● Work order: Answer with one number only: how many lines in the material contain "upper".
--------------------
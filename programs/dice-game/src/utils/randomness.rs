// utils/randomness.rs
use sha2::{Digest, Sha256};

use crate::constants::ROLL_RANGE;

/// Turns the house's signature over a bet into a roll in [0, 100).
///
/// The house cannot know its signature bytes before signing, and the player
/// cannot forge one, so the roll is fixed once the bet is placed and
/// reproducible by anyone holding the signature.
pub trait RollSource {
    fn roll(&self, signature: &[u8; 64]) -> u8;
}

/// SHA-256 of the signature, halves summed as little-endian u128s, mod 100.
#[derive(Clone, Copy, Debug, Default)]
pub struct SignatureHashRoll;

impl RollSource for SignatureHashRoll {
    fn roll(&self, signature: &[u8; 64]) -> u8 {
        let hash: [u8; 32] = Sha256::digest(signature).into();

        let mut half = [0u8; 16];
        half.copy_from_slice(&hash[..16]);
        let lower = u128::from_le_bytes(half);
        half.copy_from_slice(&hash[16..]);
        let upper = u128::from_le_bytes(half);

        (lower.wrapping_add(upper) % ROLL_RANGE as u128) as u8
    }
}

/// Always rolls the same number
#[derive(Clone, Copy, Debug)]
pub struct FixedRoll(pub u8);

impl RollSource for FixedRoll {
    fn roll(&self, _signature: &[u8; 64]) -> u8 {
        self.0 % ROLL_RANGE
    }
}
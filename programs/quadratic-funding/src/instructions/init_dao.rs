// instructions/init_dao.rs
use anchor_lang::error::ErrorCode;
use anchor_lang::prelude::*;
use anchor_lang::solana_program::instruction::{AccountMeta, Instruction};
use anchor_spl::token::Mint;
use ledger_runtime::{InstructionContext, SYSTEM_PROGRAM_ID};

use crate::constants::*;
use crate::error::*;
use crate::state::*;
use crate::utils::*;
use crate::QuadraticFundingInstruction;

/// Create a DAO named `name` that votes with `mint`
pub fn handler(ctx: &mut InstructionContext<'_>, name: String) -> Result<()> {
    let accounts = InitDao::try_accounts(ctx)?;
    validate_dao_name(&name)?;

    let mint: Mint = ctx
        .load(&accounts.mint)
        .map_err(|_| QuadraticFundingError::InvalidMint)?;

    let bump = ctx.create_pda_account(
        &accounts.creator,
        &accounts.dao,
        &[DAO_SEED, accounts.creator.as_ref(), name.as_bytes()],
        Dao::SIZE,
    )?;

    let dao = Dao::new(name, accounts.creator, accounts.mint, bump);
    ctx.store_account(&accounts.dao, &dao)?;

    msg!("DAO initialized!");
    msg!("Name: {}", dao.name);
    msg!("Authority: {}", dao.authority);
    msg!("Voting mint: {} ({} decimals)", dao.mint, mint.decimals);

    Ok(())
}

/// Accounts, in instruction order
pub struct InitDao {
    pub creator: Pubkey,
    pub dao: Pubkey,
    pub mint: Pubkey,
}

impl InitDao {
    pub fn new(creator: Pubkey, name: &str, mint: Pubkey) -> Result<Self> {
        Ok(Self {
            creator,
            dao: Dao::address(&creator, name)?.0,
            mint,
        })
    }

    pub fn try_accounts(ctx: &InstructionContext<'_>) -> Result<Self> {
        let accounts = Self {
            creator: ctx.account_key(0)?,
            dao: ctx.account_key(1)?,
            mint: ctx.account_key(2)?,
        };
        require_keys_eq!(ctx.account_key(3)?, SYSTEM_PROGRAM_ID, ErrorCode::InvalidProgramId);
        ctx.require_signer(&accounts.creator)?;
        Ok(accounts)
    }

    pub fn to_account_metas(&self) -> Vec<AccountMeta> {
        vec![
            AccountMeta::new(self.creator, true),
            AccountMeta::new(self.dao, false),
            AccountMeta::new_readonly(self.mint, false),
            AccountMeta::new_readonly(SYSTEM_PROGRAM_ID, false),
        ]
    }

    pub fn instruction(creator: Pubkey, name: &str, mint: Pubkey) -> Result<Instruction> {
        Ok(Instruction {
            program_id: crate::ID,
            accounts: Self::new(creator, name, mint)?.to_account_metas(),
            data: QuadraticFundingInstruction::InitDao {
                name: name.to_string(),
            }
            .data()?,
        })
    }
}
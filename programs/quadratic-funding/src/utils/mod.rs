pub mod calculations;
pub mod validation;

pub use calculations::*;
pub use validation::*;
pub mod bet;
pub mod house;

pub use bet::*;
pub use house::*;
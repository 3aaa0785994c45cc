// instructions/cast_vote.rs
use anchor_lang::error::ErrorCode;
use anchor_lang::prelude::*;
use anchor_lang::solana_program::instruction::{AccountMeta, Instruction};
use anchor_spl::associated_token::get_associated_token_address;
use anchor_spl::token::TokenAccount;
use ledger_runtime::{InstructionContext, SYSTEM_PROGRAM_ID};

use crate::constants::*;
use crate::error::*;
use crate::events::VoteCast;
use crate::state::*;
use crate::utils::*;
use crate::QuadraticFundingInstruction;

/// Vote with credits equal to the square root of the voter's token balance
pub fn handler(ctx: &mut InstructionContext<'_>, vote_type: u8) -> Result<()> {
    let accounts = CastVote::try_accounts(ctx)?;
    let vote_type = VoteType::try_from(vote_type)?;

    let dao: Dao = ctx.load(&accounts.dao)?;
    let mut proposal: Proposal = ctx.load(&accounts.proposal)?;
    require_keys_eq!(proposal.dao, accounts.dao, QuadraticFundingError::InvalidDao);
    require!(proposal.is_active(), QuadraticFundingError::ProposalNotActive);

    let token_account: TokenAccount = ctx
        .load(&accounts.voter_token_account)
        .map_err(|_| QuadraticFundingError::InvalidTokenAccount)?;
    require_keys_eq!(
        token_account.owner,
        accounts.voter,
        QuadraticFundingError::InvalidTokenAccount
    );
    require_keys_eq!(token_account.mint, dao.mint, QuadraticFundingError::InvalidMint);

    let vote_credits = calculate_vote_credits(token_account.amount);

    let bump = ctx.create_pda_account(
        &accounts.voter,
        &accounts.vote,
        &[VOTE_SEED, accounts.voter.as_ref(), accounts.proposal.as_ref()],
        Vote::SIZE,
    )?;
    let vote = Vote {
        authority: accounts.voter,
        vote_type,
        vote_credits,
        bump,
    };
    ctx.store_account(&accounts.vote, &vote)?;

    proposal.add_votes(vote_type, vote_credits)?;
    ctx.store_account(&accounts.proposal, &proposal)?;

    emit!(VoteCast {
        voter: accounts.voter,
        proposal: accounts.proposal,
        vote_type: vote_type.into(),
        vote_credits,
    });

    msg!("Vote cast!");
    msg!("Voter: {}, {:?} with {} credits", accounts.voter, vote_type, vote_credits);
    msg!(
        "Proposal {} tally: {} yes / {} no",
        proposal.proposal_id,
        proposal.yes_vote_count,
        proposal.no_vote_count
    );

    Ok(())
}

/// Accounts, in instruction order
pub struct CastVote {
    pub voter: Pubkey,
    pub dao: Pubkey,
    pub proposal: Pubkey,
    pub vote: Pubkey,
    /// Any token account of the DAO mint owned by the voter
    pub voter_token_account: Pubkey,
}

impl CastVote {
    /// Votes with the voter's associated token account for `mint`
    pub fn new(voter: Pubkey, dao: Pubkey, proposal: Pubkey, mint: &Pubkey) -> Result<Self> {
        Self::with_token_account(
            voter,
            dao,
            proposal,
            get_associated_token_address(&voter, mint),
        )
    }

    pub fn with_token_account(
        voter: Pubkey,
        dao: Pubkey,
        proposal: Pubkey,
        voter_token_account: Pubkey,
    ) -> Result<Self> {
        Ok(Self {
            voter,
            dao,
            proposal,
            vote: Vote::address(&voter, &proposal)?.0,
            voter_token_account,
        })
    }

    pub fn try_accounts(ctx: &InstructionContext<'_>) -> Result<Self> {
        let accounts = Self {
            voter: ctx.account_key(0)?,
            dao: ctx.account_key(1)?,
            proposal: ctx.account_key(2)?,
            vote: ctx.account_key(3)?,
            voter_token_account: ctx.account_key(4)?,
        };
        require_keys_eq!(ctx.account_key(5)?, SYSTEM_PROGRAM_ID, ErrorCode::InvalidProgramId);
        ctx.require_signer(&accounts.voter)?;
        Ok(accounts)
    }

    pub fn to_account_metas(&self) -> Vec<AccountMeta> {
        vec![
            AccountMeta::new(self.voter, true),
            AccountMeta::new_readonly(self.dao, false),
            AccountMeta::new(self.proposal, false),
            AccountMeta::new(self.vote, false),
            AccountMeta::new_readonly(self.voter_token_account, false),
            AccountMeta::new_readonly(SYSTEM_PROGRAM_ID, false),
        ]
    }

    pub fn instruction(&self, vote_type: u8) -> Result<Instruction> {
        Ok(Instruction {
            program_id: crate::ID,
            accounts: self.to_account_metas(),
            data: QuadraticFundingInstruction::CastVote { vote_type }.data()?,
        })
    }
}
--------------------
● Final answer: 2